- Exercise prompt: Examine each line of the data. Copy the line if it includes the word "reqwest".

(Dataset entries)
════

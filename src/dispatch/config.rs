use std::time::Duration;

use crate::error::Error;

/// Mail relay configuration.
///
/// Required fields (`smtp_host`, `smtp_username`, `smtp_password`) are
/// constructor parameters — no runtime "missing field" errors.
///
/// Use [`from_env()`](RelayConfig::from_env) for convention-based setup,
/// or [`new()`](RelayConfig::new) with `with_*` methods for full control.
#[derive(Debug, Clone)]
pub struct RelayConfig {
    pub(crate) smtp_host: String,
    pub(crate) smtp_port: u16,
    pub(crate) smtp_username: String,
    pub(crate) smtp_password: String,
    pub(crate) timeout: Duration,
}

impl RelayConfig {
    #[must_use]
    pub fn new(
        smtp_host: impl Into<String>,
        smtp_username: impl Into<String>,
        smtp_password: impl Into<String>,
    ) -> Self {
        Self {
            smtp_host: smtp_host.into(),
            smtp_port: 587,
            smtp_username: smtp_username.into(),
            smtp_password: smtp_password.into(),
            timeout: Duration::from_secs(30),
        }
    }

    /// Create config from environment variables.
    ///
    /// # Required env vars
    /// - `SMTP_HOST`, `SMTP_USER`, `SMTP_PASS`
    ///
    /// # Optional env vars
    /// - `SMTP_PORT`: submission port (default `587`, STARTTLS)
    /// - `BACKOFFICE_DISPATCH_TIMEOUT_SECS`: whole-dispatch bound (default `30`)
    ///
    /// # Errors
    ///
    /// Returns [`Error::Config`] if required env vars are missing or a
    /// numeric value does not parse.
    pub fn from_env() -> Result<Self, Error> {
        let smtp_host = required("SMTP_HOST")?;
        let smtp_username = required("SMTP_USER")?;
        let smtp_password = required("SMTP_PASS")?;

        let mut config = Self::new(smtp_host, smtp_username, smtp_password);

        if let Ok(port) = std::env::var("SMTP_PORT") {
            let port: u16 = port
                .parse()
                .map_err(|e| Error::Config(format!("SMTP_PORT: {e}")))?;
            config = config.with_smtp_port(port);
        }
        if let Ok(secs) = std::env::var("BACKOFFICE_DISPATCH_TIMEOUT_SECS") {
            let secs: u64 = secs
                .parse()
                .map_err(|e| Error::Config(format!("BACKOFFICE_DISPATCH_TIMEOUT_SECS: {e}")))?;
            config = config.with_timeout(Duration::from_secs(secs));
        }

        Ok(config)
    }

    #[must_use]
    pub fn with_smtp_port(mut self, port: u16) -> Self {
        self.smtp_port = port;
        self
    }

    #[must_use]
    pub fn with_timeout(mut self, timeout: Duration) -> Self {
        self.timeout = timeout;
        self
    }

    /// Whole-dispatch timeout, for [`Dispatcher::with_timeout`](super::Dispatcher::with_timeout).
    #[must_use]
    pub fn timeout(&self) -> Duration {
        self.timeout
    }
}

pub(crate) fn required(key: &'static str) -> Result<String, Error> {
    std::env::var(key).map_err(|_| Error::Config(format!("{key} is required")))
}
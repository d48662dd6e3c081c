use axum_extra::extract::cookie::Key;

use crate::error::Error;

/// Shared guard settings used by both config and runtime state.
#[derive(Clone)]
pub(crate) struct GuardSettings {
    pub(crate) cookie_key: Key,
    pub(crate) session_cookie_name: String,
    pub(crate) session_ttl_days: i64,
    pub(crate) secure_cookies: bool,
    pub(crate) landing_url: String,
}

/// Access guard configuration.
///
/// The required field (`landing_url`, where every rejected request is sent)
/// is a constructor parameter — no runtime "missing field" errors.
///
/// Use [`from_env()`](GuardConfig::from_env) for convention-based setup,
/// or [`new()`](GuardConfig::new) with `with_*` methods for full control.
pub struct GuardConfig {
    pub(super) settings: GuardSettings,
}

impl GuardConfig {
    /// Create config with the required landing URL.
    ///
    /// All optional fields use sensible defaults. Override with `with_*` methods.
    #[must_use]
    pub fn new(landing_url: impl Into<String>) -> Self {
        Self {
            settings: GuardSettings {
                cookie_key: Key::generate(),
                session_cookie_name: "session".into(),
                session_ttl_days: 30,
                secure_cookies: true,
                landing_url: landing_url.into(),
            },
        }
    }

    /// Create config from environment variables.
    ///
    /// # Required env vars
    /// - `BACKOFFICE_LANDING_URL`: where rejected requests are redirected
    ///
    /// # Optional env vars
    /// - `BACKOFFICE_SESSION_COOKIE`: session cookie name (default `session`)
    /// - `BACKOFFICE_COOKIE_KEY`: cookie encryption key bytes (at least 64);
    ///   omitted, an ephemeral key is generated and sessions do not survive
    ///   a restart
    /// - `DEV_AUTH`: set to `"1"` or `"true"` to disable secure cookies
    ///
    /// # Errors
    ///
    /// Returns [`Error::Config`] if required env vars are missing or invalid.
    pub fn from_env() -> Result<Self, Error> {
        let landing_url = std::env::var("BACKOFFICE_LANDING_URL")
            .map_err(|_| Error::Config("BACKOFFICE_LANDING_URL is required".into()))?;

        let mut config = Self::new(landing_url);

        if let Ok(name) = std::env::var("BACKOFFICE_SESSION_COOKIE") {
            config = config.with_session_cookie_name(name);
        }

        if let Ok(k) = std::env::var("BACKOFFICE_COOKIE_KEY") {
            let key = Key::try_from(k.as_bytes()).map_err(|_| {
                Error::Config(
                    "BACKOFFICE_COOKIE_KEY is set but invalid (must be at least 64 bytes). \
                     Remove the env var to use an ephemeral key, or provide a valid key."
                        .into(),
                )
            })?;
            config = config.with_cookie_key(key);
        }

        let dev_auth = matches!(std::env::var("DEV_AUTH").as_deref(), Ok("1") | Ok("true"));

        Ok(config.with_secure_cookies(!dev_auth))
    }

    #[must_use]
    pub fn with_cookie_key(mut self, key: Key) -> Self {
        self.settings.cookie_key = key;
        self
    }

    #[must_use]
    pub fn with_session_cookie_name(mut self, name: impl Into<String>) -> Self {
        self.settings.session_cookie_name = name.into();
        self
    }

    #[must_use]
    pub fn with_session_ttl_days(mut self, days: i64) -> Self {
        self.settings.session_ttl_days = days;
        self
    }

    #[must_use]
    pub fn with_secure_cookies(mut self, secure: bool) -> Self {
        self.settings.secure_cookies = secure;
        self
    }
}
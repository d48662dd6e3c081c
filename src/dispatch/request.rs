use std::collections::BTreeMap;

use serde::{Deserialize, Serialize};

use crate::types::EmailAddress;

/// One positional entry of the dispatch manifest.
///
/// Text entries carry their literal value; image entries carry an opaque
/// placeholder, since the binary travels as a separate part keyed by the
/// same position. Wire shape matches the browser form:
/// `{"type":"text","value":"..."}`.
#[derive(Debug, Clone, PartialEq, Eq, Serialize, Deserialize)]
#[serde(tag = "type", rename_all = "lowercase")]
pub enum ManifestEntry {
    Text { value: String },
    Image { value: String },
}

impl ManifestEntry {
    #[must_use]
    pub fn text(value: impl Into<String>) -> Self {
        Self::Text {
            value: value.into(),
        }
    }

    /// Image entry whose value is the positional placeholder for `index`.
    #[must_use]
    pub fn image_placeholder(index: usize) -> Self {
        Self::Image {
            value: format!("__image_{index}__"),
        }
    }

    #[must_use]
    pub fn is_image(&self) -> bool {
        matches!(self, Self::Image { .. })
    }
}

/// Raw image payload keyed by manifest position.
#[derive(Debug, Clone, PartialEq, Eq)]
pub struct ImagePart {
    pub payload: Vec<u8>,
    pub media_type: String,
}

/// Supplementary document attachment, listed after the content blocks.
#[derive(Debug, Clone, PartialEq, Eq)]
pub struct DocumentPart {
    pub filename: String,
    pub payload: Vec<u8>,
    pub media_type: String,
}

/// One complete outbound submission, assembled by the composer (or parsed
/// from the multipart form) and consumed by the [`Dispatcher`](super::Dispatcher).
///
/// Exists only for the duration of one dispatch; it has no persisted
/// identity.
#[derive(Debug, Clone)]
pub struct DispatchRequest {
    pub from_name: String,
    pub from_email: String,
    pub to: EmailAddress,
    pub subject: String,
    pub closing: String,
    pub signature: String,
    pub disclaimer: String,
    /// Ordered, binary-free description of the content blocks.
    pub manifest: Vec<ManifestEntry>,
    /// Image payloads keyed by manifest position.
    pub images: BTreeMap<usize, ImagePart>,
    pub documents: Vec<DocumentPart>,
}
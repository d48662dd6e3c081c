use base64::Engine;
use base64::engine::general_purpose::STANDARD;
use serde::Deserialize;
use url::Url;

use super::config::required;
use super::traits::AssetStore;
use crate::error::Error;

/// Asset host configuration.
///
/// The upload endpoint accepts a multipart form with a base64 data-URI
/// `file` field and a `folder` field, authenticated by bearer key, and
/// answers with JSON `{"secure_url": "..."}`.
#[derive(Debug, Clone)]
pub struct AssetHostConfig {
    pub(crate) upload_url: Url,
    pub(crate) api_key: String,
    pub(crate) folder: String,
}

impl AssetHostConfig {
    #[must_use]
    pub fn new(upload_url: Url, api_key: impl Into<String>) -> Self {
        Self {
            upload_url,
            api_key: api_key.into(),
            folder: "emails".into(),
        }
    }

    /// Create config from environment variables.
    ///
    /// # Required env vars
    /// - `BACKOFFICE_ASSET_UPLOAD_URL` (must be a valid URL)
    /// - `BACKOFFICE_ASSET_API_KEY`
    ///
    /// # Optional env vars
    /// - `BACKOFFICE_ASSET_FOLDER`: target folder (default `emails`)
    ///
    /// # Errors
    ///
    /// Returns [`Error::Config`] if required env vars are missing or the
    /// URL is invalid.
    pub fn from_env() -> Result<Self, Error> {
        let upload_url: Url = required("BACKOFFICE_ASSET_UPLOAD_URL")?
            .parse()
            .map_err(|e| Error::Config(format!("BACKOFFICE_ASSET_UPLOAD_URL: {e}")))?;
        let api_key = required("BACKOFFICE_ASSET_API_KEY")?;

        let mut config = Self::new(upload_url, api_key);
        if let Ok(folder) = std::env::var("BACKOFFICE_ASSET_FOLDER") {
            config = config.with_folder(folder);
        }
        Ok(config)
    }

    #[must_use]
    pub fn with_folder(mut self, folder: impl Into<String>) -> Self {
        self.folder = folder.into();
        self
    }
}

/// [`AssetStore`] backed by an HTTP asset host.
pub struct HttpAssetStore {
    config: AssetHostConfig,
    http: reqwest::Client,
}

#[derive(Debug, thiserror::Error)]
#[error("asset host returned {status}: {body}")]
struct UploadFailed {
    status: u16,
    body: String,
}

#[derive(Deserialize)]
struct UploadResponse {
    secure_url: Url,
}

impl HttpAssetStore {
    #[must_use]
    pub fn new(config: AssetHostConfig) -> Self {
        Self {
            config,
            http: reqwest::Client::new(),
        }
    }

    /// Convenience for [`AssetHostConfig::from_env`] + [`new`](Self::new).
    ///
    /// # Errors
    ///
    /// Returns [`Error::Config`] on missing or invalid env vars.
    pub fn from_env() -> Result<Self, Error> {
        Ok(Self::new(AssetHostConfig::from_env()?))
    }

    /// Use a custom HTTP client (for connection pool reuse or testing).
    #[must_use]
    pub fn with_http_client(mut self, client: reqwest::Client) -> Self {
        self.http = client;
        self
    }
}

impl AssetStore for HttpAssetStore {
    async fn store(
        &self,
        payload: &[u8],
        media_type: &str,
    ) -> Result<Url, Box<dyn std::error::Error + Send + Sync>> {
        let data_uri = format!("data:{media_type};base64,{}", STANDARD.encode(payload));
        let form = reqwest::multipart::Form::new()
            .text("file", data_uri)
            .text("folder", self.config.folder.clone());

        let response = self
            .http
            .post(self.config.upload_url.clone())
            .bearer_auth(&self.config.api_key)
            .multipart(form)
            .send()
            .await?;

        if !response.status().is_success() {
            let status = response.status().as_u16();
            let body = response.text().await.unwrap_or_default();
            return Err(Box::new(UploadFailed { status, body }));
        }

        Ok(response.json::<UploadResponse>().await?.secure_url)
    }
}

════

- Your response:
    http: reqwest::Client,
            http: reqwest::Client::new(),
    pub fn with_http_client(mut self, client: reqwest::Client) -> Self {
        let form = reqwest::multipart::Form::new()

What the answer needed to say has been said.